The polar vortex played a role in several key events this winter, including the late-January blizzard that impacted much of New England and the severe cold prevalent throughout the Northeast in February.
While residents in the East battled against the arctic chill and relentless snow and ice, much of the western U.S. saw warmer weather than usual.
Areas of the Pacific Northwest had the early signs of spring in late February as cherry blossoms began to bloom weeks early in parts of Vancouver, British Columbia, and Seattle.
"Seven states have reported average temperatures for the month of January in the top 10 warmest on record, with cumulative [heating degree days] since the beginning of the year totaling 922, 25 percent under normal," the EIA reported.

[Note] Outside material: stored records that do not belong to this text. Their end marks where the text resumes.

//! Delegate invocation records.
//!
//! One invocation is created per dispatched unit of work. Its status moves
//! Queued -> Executing -> {Succeeded, Failed} exactly once; a retry creates a
//! fresh record with a new id instead of reopening a closed one.

use chrono::{DateTime, Utc};
use serde::{Deserialize, Serialize};
use serde_json::Value;
use uuid::Uuid;

use crate::core::task::Priority;
use crate::error::{Error, Result};

/// Unique identifier for a delegate invocation.
#[derive(Debug, Clone, Copy, PartialEq, Eq, Hash, PartialOrd, Ord, Serialize, Deserialize)]
#[serde(transparent)]
pub struct InvocationId(pub Uuid);

impl InvocationId {
    pub fn new() -> Self {
        Self(Uuid::new_v4())
    }

    pub fn short(&self) -> String {
        self.0.to_string()[..8].to_string()
    }
}

impl Default for InvocationId {
    fn default() -> Self {
        Self::new()
    }
}

impl std::fmt::Display for InvocationId {
    fn fmt(&self, f: &mut std::fmt::Formatter<'_>) -> std::fmt::Result {
        write!(f, "{}", self.0)
    }
}

/// Lifecycle status of an invocation.
#[derive(Debug, Clone, Copy, PartialEq, Eq, Hash, Serialize, Deserialize, Default)]
#[serde(rename_all = "snake_case")]
pub enum InvocationStatus {
    #[default]
    Queued,
    Executing,
    Succeeded,
    Failed,
}

impl InvocationStatus {
    pub fn is_closed(&self) -> bool {
        matches!(self, InvocationStatus::Succeeded | InvocationStatus::Failed)
    }
}

impl std::fmt::Display for InvocationStatus {
    fn fmt(&self, f: &mut std::fmt::Formatter<'_>) -> std::fmt::Result {
        match self {
            InvocationStatus::Queued => write!(f, "queued"),
            InvocationStatus::Executing => write!(f, "executing"),
            InvocationStatus::Succeeded => write!(f, "succeeded"),
            InvocationStatus::Failed => write!(f, "failed"),
        }
    }
}

/// Why an invocation failed.
#[derive(Debug, Clone, Copy, PartialEq, Eq, Hash, Serialize, Deserialize)]
#[serde(rename_all = "snake_case")]
pub enum ErrorKind {
    /// The delegate did not answer within its class timeout.
    Timeout,
    /// The delegate answered with `success: false` or raised an error.
    DelegateError,
    /// No delegate is registered under the target name.
    UnknownDelegate,
    /// Cancelled by a task-level cancellation request.
    Cancelled,
    /// Left open by a coordinator that stopped before it could close it.
    Interrupted,
}

impl std::fmt::Display for ErrorKind {
    fn fmt(&self, f: &mut std::fmt::Formatter<'_>) -> std::fmt::Result {
        match self {
            ErrorKind::Timeout => write!(f, "timeout"),
            ErrorKind::DelegateError => write!(f, "delegate_error"),
            ErrorKind::UnknownDelegate => write!(f, "unknown_delegate"),
            ErrorKind::Cancelled => write!(f, "cancelled"),
            ErrorKind::Interrupted => write!(f, "interrupted"),
        }
    }
}

#[derive(Debug, Clone, PartialEq, Eq, Serialize, Deserialize)]
pub struct InvocationError {
    pub kind: ErrorKind,
    pub message: String,
}

impl InvocationError {
    pub fn new(kind: ErrorKind, message: impl Into<String>) -> Self {
        Self {
            kind,
            message: message.into(),
        }
    }
}

impl std::fmt::Display for InvocationError {
    fn fmt(&self, f: &mut std::fmt::Formatter<'_>) -> std::fmt::Result {
        write!(f, "{}: {}", self.kind, self.message)
    }
}

/// Input handed to a delegate's `execute`.
#[derive(Debug, Clone, PartialEq, Serialize, Deserialize)]
pub struct InvocationPayload {
    pub description: String,
    pub priority: Priority,
    pub stage: String,
    pub subtask: String,
    /// Task context plus upstream results, attempt and revision feedback.
    pub context: Value,
}

impl InvocationPayload {
    /// Serialized size, used by the payload size limit and escalation checks.
    pub fn byte_len(&self) -> usize {
        serde_json::to_vec(self).map(|v| v.len()).unwrap_or(0)
    }
}

/// A single dispatched unit of work and its outcome.
#[derive(Debug, Clone, PartialEq, Serialize, Deserialize)]
pub struct DelegateInvocation {
    pub id: InvocationId,
    pub delegate: String,
    pub stage: String,
    pub subtask: String,
    pub payload: InvocationPayload,
    pub status: InvocationStatus,
    pub result: Option<Value>,
    pub sub_score: Option<f64>,
    pub error: Option<InvocationError>,
    /// Guard-rail fingerprint recorded at issuance.
    pub fingerprint: u64,
    pub created_at: DateTime<Utc>,
    pub started_at: Option<DateTime<Utc>>,
    pub finished_at: Option<DateTime<Utc>>,
}

impl DelegateInvocation {
    pub fn new(delegate: &str, payload: InvocationPayload, fingerprint: u64) -> Self {
        Self {
            id: InvocationId::new(),
            delegate: delegate.to_string(),
            stage: payload.stage.clone(),
            subtask: payload.subtask.clone(),
            payload,
            status: InvocationStatus::Queued,
            result: None,
            sub_score: None,
            error: None,
            fingerprint,
            created_at: Utc::now(),
            started_at: None,
            finished_at: None,
        }
    }

    fn invalid(&self, to: InvocationStatus) -> Error {
        Error::InvalidInvocationTransition {
            id: self.id.to_string(),
            from: self.status.to_string(),
            to: to.to_string(),
        }
    }

    /// Queued -> Executing.
    pub fn start(&mut self) -> Result<()> {
        if self.status != InvocationStatus::Queued {
            return Err(self.invalid(InvocationStatus::Executing));
        }
        self.status = InvocationStatus::Executing;
        self.started_at = Some(Utc::now());
        Ok(())
    }

    /// Executing -> Succeeded.
    pub fn succeed(&mut self, result: Value, sub_score: Option<f64>) -> Result<()> {
        if self.status != InvocationStatus::Executing {
            return Err(self.invalid(InvocationStatus::Succeeded));
        }
        self.status = InvocationStatus::Succeeded;
        self.result = Some(result);
        self.sub_score = sub_score;
        self.finished_at = Some(Utc::now());
        Ok(())
    }

    /// Queued or Executing -> Failed.
    ///
    /// A queued invocation may fail directly when it is cancelled or
    /// interrupted before it ever started.
    pub fn fail(&mut self, error: InvocationError) -> Result<()> {
        if self.status.is_closed() {
            return Err(self.invalid(InvocationStatus::Failed));
        }
        self.status = InvocationStatus::Failed;
        self.error = Some(error);
        self.finished_at = Some(Utc::now());
        Ok(())
    }

    pub fn is_closed(&self) -> bool {
        self.status.is_closed()
    }

    pub fn succeeded(&self) -> bool {
        self.status == InvocationStatus::Succeeded
    }

    pub fn error_kind(&self) -> Option<ErrorKind> {
        self.error.as_ref().map(|e| e.kind)
    }
}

The states include California, Idaho, Nevada, Oregon, Utah, Washington and Wyoming.
"A large ridge of high pressure along the West Coast has kept all polar and arctic air well to the east of the Northwest," AccuWeather.com Western Weather Expert Ken Clark said. "This has brought some incredibly warm temperatures this month of February."
Natural gas consumption was also down by 9 percent compared to last year for the Northwest, Southwest and Rockies, the EIA reported.
The West Coast has suffered in a different way this winter, with a significant dry period in the middle of winter book-ended by stormier weather.
As of late February, the U.S. Drought Monitor indicated levels of "exceptional drought," or the most severe type of drought indicator, throughout much of the West and California.
Because the polar vortex became stronger and moved farther south in late January, it caused cold to intensify in the Midwest and East and drought to build in California and the West.
"The Southwest and California have had mild temperatures and some rain in December and February, though not enough to make a major difference in the drought," AccuWeather Lead Long-Range Forecaster Paul Pastelok said.